The Grand Rapids Public Museum in Grand Rapids, Michigan now boasts a revamped planetarium, in addition to ever-changing exhibits and more than 250,000 artifacts in its collections, making it the second largest museum in the state of Michigan based on collection size.

There are 73 distinct collections, categorized under the following titles: History Collections, Science Collections, and Culture Collections.

The Collections span dozens of categories, from advertising, building fragments, to clothing, decorative arts, furniture, photography, posters, uniforms, and weapons. While only a small percentage of the Museum’s holdings are on exhibit at any given time, the museum provides virtual access for a more complete look at the scope and depth of the Collections.

1.Ongoing Exhibits

Ongoing Exhibits
© Grand Rapids Public Museum

Be Curious

Be Curious exhibits encourage visitors to become familiar with the Grand Rapids Public Museum’s collections.

Engaged in collecting for nearly 160 years, the museum considers itself the community’s institute of collective memory – where people, their stories and things are gathered together and meaning is shared.

Now open, the Egypt: Be Curious exhibition showcases the Museum’s own collection of ancient Egyptian artifacts.

This exhibit reveals certain artifacts, featuring Nakhte-Bastet-Iru, a mummy.
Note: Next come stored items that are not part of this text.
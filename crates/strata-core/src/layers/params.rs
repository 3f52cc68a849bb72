//! Adjustment parameter shapes.
//!
//! [`AdjustmentParams`] is the single payload type handed from the layer
//! stack to the compositor. The CPU pixel path and the GPU uniform packing
//! both match on it exhaustively, so a new adjustment kind cannot be added
//! to one path without the other.

use serde::{Deserialize, Serialize};

/// The sixteen adjustment kinds.
#[derive(Debug, Clone, Copy, PartialEq, Eq, Hash, PartialOrd, Ord, Serialize, Deserialize)]
#[serde(rename_all = "kebab-case")]
pub enum AdjustmentKind {
    BrightnessContrast,
    Levels,
    Curves,
    Hsl,
    ColorBalance,
    Vibrance,
    Exposure,
    TemperatureTint,
    ShadowsHighlights,
    Sharpen,
    Vignette,
    Grain,
    ChromaticAberration,
    SplitToning,
    GradientMap,
    ColorLookup,
}

impl AdjustmentKind {
    /// Human-readable label, used for default layer names.
    pub const fn label(&self) -> &'static str {
        match self {
            Self::BrightnessContrast => "Brightness/Contrast",
            Self::Levels => "Levels",
            Self::Curves => "Curves",
            Self::Hsl => "Hue/Saturation",
            Self::ColorBalance => "Color Balance",
            Self::Vibrance => "Vibrance",
            Self::Exposure => "Exposure",
            Self::TemperatureTint => "Temperature/Tint",
            Self::ShadowsHighlights => "Shadows/Highlights",
            Self::Sharpen => "Sharpen",
            Self::Vignette => "Vignette",
            Self::Grain => "Grain",
            Self::ChromaticAberration => "Chromatic Aberration",
            Self::SplitToning => "Split Toning",
            Self::GradientMap => "Gradient Map",
            Self::ColorLookup => "Color Lookup",
        }
    }

    /// Every kind, in menu order.
    pub fn all() -> &'static [Self] {
        const ALL: [AdjustmentKind; 16] = [
            AdjustmentKind::BrightnessContrast,
            AdjustmentKind::Levels,
            AdjustmentKind::Curves,
            AdjustmentKind::Hsl,
            AdjustmentKind::ColorBalance,
            AdjustmentKind::Vibrance,
            AdjustmentKind::Exposure,
            AdjustmentKind::TemperatureTint,
            AdjustmentKind::ShadowsHighlights,
            AdjustmentKind::Sharpen,
            AdjustmentKind::Vignette,
            AdjustmentKind::Grain,
            AdjustmentKind::ChromaticAberration,
            AdjustmentKind::SplitToning,
            AdjustmentKind::GradientMap,
            AdjustmentKind::ColorLookup,
        ];
        &ALL
    }

    /// Canonical default parameters for this kind.
    pub fn default_params(&self) -> AdjustmentParams {
        match self {
            Self::BrightnessContrast => {
                AdjustmentParams::BrightnessContrast(BrightnessContrastParams::default())
            }
            Self::Levels => AdjustmentParams::Levels(LevelsParams::default()),
            Self::Curves => AdjustmentParams::Curves(CurvesParams::default()),
            Self::Hsl => AdjustmentParams::Hsl(HslParams::default()),
            Self::ColorBalance => AdjustmentParams::ColorBalance(ColorBalanceParams::default()),
            Self::Vibrance => AdjustmentParams::Vibrance(VibranceParams::default()),
            Self::Exposure => AdjustmentParams::Exposure(ExposureParams::default()),
            Self::TemperatureTint => {
                AdjustmentParams::TemperatureTint(TemperatureTintParams::default())
            }
            Self::ShadowsHighlights => {
                AdjustmentParams::ShadowsHighlights(ShadowsHighlightsParams::default())
            }
            Self::Sharpen => AdjustmentParams::Sharpen(SharpenParams::default()),
            Self::Vignette => AdjustmentParams::Vignette(VignetteParams::default()),
            Self::Grain => AdjustmentParams::Grain(GrainParams::default()),
            Self::ChromaticAberration => {
                AdjustmentParams::ChromaticAberration(ChromaticAberrationParams::default())
            }
            Self::SplitToning => AdjustmentParams::SplitToning(SplitToningParams::default()),
            Self::GradientMap => AdjustmentParams::GradientMap(GradientMapParams::default()),
            Self::ColorLookup => AdjustmentParams::ColorLookup(ColorLookupParams::default()),
        }
    }
}

/// Parameters of one adjustment, tagged by kind.
#[derive(Debug, Clone, PartialEq, Serialize, Deserialize)]
#[serde(tag = "type", rename_all = "kebab-case")]
pub enum AdjustmentParams {
    BrightnessContrast(BrightnessContrastParams),
    Levels(LevelsParams),
    Curves(CurvesParams),
    Hsl(HslParams),
    ColorBalance(ColorBalanceParams),
    Vibrance(VibranceParams),
    Exposure(ExposureParams),
    TemperatureTint(TemperatureTintParams),
    ShadowsHighlights(ShadowsHighlightsParams),
    Sharpen(SharpenParams),
    Vignette(VignetteParams),
    Grain(GrainParams),
    ChromaticAberration(ChromaticAberrationParams),
    SplitToning(SplitToningParams),
    GradientMap(GradientMapParams),
    ColorLookup(ColorLookupParams),
}

impl AdjustmentParams {
    /// The kind this payload belongs to.
    pub const fn kind(&self) -> AdjustmentKind {
        match self {
            Self::BrightnessContrast(_) => AdjustmentKind::BrightnessContrast,
            Self::Levels(_) => AdjustmentKind::Levels,
            Self::Curves(_) => AdjustmentKind::Curves,
            Self::Hsl(_) => AdjustmentKind::Hsl,
            Self::ColorBalance(_) => AdjustmentKind::ColorBalance,
            Self::Vibrance(_) => AdjustmentKind::Vibrance,
            Self::Exposure(_) => AdjustmentKind::Exposure,
            Self::TemperatureTint(_) => AdjustmentKind::TemperatureTint,
            Self::ShadowsHighlights(_) => AdjustmentKind::ShadowsHighlights,
            Self::Sharpen(_) => AdjustmentKind::Sharpen,
            Self::Vignette(_) => AdjustmentKind::Vignette,
            Self::Grain(_) => AdjustmentKind::Grain,
            Self::ChromaticAberration(_) => AdjustmentKind::ChromaticAberration,
            Self::SplitToning(_) => AdjustmentKind::SplitToning,
            Self::GradientMap(_) => AdjustmentKind::GradientMap,
            Self::ColorLookup(_) => AdjustmentKind::ColorLookup,
        }
    }
}

/// Brightness and contrast, both `-100..=100`.
#[derive(Debug, Clone, Copy, Default, PartialEq, Serialize, Deserialize)]
pub struct BrightnessContrastParams {
    pub brightness: f32,
    pub contrast: f32,
}

/// Input and output ranges in 8-bit levels plus midtone gamma.
#[derive(Debug, Clone, Copy, PartialEq, Serialize, Deserialize)]
pub struct LevelsParams {
    pub input_black: f32,
    pub input_white: f32,
    /// Midtone gamma, `0.01..=9.99`. 1.0 = neutral.
    pub gamma: f32,
    pub output_black: f32,
    pub output_white: f32,
}

impl Default for LevelsParams {
    fn default() -> Self {
        Self {
            input_black: 0.0,
            input_white: 255.0,
            gamma: 1.0,
            output_black: 0.0,
            output_white: 255.0,
        }
    }
}

/// One curve control point, both coordinates in 8-bit levels.
#[derive(Debug, Clone, Copy, PartialEq, Serialize, Deserialize)]
pub struct CurvePoint {
    pub x: f32,
    pub y: f32,
}

impl CurvePoint {
    pub const fn new(x: f32, y: f32) -> Self {
        Self { x, y }
    }
}

fn identity_curve() -> Vec<CurvePoint> {
    vec![CurvePoint::new(0.0, 0.0), CurvePoint::new(255.0, 255.0)]
}

/// Master and per-channel tone curves.
#[derive(Debug, Clone, PartialEq, Serialize, Deserialize)]
pub struct CurvesParams {
    pub rgb: Vec<CurvePoint>,
    pub red: Vec<CurvePoint>,
    pub green: Vec<CurvePoint>,
    pub blue: Vec<CurvePoint>,
}

impl Default for CurvesParams {
    fn default() -> Self {
        Self {
            rgb: identity_curve(),
            red: identity_curve(),
            green: identity_curve(),
            blue: identity_curve(),
        }
    }
}

/// Hue shift in degrees (`-180..=180`); saturation and lightness `-100..=100`.
#[derive(Debug, Clone, Copy, Default, PartialEq, Serialize, Deserialize)]
pub struct HslParams {
    pub hue: f32,
    pub saturation: f32,
    pub lightness: f32,
}

/// Cyan-red, magenta-green, yellow-blue offsets (`-100..=100`) per tonal range.
#[derive(Debug, Clone, Copy, Default, PartialEq, Serialize, Deserialize)]
pub struct ColorBalanceParams {
    pub shadows: [f32; 3],
    pub midtones: [f32; 3],
    pub highlights: [f32; 3],
    /// Restore the original luminance after shifting.
    #[serde(default)]
    pub preserve_luminosity: bool,
}

/// Vibrance and flat saturation, both `-100..=100`.
#[derive(Debug, Clone, Copy, Default, PartialEq, Serialize, Deserialize)]
pub struct VibranceParams {
    pub vibrance: f32,
    pub saturation: f32,
}

/// Exposure in stops, additive offset, and output gamma.
#[derive(Debug, Clone, Copy, PartialEq, Serialize, Deserialize)]
pub struct ExposureParams {
    pub exposure: f32,
    pub offset: f32,
    pub gamma: f32,
}

impl Default for ExposureParams {
    fn default() -> Self {
        Self {
            exposure: 0.0,
            offset: 0.0,
            gamma: 1.0,
        }
    }
}

/// Temperature (blue-yellow) and tint (green-magenta), both `-100..=100`.
#[derive(Debug, Clone, Copy, Default, PartialEq, Serialize, Deserialize)]
pub struct TemperatureTintParams {
    pub temperature: f32,
    pub tint: f32,
}

/// Shadow lift and highlight compression, both `-100..=100`.
#[derive(Debug, Clone, Copy, Default, PartialEq, Serialize, Deserialize)]
pub struct ShadowsHighlightsParams {
    pub shadows: f32,
    pub highlights: f32,
}

/// Unsharp mask strength, `0..=100` percent.
#[derive(Debug, Clone, Copy, Default, PartialEq, Serialize, Deserialize)]
pub struct SharpenParams {
    pub amount: f32,
}

/// Radial darkening. `amount` is `-100..=100`; the rest `0..=100` except
/// `roundness` (`-100..=100`).
#[derive(Debug, Clone, Copy, PartialEq, Serialize, Deserialize)]
pub struct VignetteParams {
    pub amount: f32,
    pub midpoint: f32,
    pub roundness: f32,
    pub feather: f32,
}

impl Default for VignetteParams {
    fn default() -> Self {
        Self {
            amount: 0.0,
            midpoint: 50.0,
            roundness: 0.0,
            feather: 50.0,
        }
    }
}

/// Film grain. Noise is a pure function of `seed` and pixel position.
#[derive(Debug, Clone, Copy, PartialEq, Serialize, Deserialize)]
pub struct GrainParams {
    pub amount: f32,
    pub monochromatic: bool,
    #[serde(default)]
    pub seed: u32,
}

impl Default for GrainParams {
    fn default() -> Self {
        Self {
            amount: 0.0,
            monochromatic: true,
            seed: 0,
        }
    }
}

/// Lateral channel shift in pixels. Red moves right, blue moves left.
#[derive(Debug, Clone, Copy, Default, PartialEq, Serialize, Deserialize)]
pub struct ChromaticAberrationParams {
    pub amount: f32,
}

/// Highlight and shadow tints (hue in degrees, saturation `0..=100`) and
/// their balance (`-100..=100`, positive favors highlights).
#[derive(Debug, Clone, Copy, Default, PartialEq, Serialize, Deserialize)]
pub struct SplitToningParams {
    pub highlight_hue: f32,
    pub highlight_saturation: f32,
    pub shadow_hue: f32,
    pub shadow_saturation: f32,
    pub balance: f32,
}

/// One gradient stop. `position` is `0..=1`, `color` is normalized RGB.
#[derive(Debug, Clone, Copy, PartialEq, Serialize, Deserialize)]
pub struct GradientStop {
    pub position: f32,
    pub color: [f32; 3],
}

/// Luminance-indexed gradient.
#[derive(Debug, Clone, PartialEq, Serialize, Deserialize)]
pub struct GradientMapParams {
    pub stops: Vec<GradientStop>,
}

impl Default for GradientMapParams {
    fn default() -> Self {
        Self {
            stops: vec![
                GradientStop {
                    position: 0.0,
                    color: [0.0, 0.0, 0.0],
                },
                GradientStop {
                    position: 1.0,
                    color: [1.0, 1.0, 1.0],
                },
            ],
        }
    }
}

/// External lookup table reference. Evaluated as a pass-through.
#[derive(Debug, Clone, PartialEq, Serialize, Deserialize)]
pub struct ColorLookupParams {
    pub lut_id: String,
    pub intensity: f32,
}

impl Default for ColorLookupParams {
    fn default() -> Self {
        Self {
            lut_id: String::new(),
            intensity: 100.0,
        }
    }
}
See the reconstructed face and skull of Nakhte-Bastet-Iru’s that give visitors a sense of what she once looked like – and how fascinating this truly is.

This exhibit dissects the elaborate funerary practices of the ancient Egyptians by drawing attention to funerary masks, jewelry, and statuettes. Observers then discover how these artifacts were handled in funeral processes, worship, mummification, and celebrations.

Anishinabek: The People of This Place

Some of the descendants of the Chippewa, Ottawa, and Potawatomi people of West Michigan are residents of the region at this point in time. This exhibits traces the tale of the Anishinabek – meaning “the people.”

Visitors can see hundreds of artifacts representing Native American clothing, tools, weapons, and decorative arts. Featured are videos with Anishinabe professionals, artists, elders, and parents.

West Michigan Habitats

Visitors are treated to West Michigan’s natural environments. These are exhibits that features the natural settings for mounted animals and plants. Dioramas with images, sound, light, and activities exist so children can learn about Lake Michigan’s fish, what life can be found in a microscopic drop of water, and other ecosystems, plus the impact of humans on these environments.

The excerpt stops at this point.